Can Help on Discipline
While TSA employees do not have the right to collectively bargain, they can join unions that are able to represent them in disciplinary meetings. In addition to pressing Congress for bargaining rights, Ms. Kelley outlined the problems in the TSA the union hoped to address.
She focused on the agency's scheduling system, which often gives employees split shifts, meaning four hours working, then four hours off and then four hours working again. She also said workers were penalized if they could not work overtime shifts.
"We also are looking for a fair shift-scheduling system with some sanity in it," Ms.

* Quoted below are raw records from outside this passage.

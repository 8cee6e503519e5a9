use ratatui::crossterm::event::{self, KeyCode, KeyModifiers};
use tracing::trace;

/// Single line editor behind the search box.
#[derive(Default)]
pub struct Inputter {
    current_input: String,
    curser_pos: usize, // In chars, not bytes
    finished: bool,
    canceled: bool,
}

#[derive(Default, Clone, Debug, PartialEq)]
pub struct InputResult {
    pub input: String,
    pub finished: bool,
    pub canceled: bool,
    pub curser_pos: usize,
}

impl Inputter {
    pub fn read(&mut self, key: event::KeyEvent) -> InputResult {
        let result = match (key.code, key.modifiers) {
            (KeyCode::Enter, KeyModifiers::NONE) => self.enter(),
            (KeyCode::Esc, KeyModifiers::NONE) => self.escape(),
            (KeyCode::Backspace, KeyModifiers::NONE) => self.backspace(),
            (KeyCode::Left, KeyModifiers::NONE) => self.left(),
            (KeyCode::Right, KeyModifiers::NONE) => self.right(),
            (kc, km) => self.key(kc, km),
        };
        trace!("Input {:?} => {:?}", key.code, result);
        result
    }

    /// Starts editing with `s` already typed and the cursor at its end.
    pub fn set(&mut self, s: &str) {
        self.current_input = s.to_string();
        self.curser_pos = s.chars().count();
    }

    pub fn get(&self) -> InputResult {
        InputResult {
            canceled: self.canceled,
            finished: self.finished,
            input: self.current_input.clone(),
            curser_pos: self.curser_pos,
        }
    }

    pub fn clear(&mut self) {
        self.canceled = false;
        self.finished = false;
        self.current_input.clear();
        self.curser_pos = 0;
    }

    fn enter(&mut self) -> InputResult {
        self.finished = true;
        self.get()
    }

    fn escape(&mut self) -> InputResult {
        self.clear();
        self.canceled = true;
        self.finished = true;
        self.get()
    }

    fn backspace(&mut self) -> InputResult {
        if self.curser_pos > 0 {
            self.curser_pos -= 1;
            let at = self.byte_pos(self.curser_pos);
            self.current_input.remove(at);
        }
        self.get()
    }

    fn left(&mut self) -> InputResult {
        self.curser_pos = self.curser_pos.saturating_sub(1);
        self.get()
    }

    fn right(&mut self) -> InputResult {
        if self.curser_pos < self.current_input.chars().count() {
            self.curser_pos += 1;
        }
        self.get()
    }

    fn key(&mut self, code: KeyCode, _modifier: KeyModifiers) -> InputResult {
        if let Some(chr) = code.as_char() {
            self.current_input.insert(self.byte_pos(self.curser_pos), chr);
            self.curser_pos += 1;
        }
        self.get()
    }

    fn byte_pos(&self, char_pos: usize) -> usize {
        self.current_input
            .char_indices()
            .nth(char_pos)
            .map(|(byte_idx, _)| byte_idx)
            .unwrap_or(self.current_input.len())
    }
}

Kelley said. "There's insufficient staffing in many locations."
This caused low morale leading to attrition rates higher than in other Federal agencies, she said, in addition to what she called a capricious promotion system.
Viewed As Unfair
"There's never transparency to it," she said. "There's no accountability. Employees do not see it as a fair system."
The TSA, which is part of the U.S. Department of Homeland Security, has argued that attrition rates are decreasing and that attrition rates were higher among screeners employed by airline companies before the agency was chartered in late 2001 as a response to the 9/11 attacks.

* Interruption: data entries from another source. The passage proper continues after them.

//! Frame diffing between two screen grids.

use schelling_core::{Grid, Point};

use crate::style::Cell;

/// A single cell that changed between frames.
#[derive(Clone, Debug, PartialEq, Eq)]
pub struct FrameCell {
    pub cell: Cell,
    pub pos: Point,
}

/// A set of cell changes.
#[derive(Clone, Debug, Default)]
pub struct Frame {
    pub cells: Vec<FrameCell>,
    pub width: i32,
    pub height: i32,
}

/// Cells of `curr` that differ from `prev`. Positions missing from `prev`
/// count as changed.
pub fn compute_frame(prev: &Grid<Cell>, curr: &Grid<Cell>) -> Frame {
    let cells = curr
        .iter()
        .filter(|&(p, c)| prev.at(p) != Some(c))
        .map(|(pos, &cell)| FrameCell { cell, pos })
        .collect();
    Frame {
        cells,
        width: curr.width(),
        height: curr.height(),
    }
}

The NTEU already represents 600 workers at John F. Kennedy International Airport. The American Federation of Government Employees also represents TSA workers around the country. A day after the NTEU conference call, AFGE President John Gage released a statement blasting the agency's evaluation process and wage scales.
"The execution of TSA's evaluation process is severely
flawed," he said. "As the TSA union, AFGE will seek congressional action to
address these inadequacies and bring about reforms."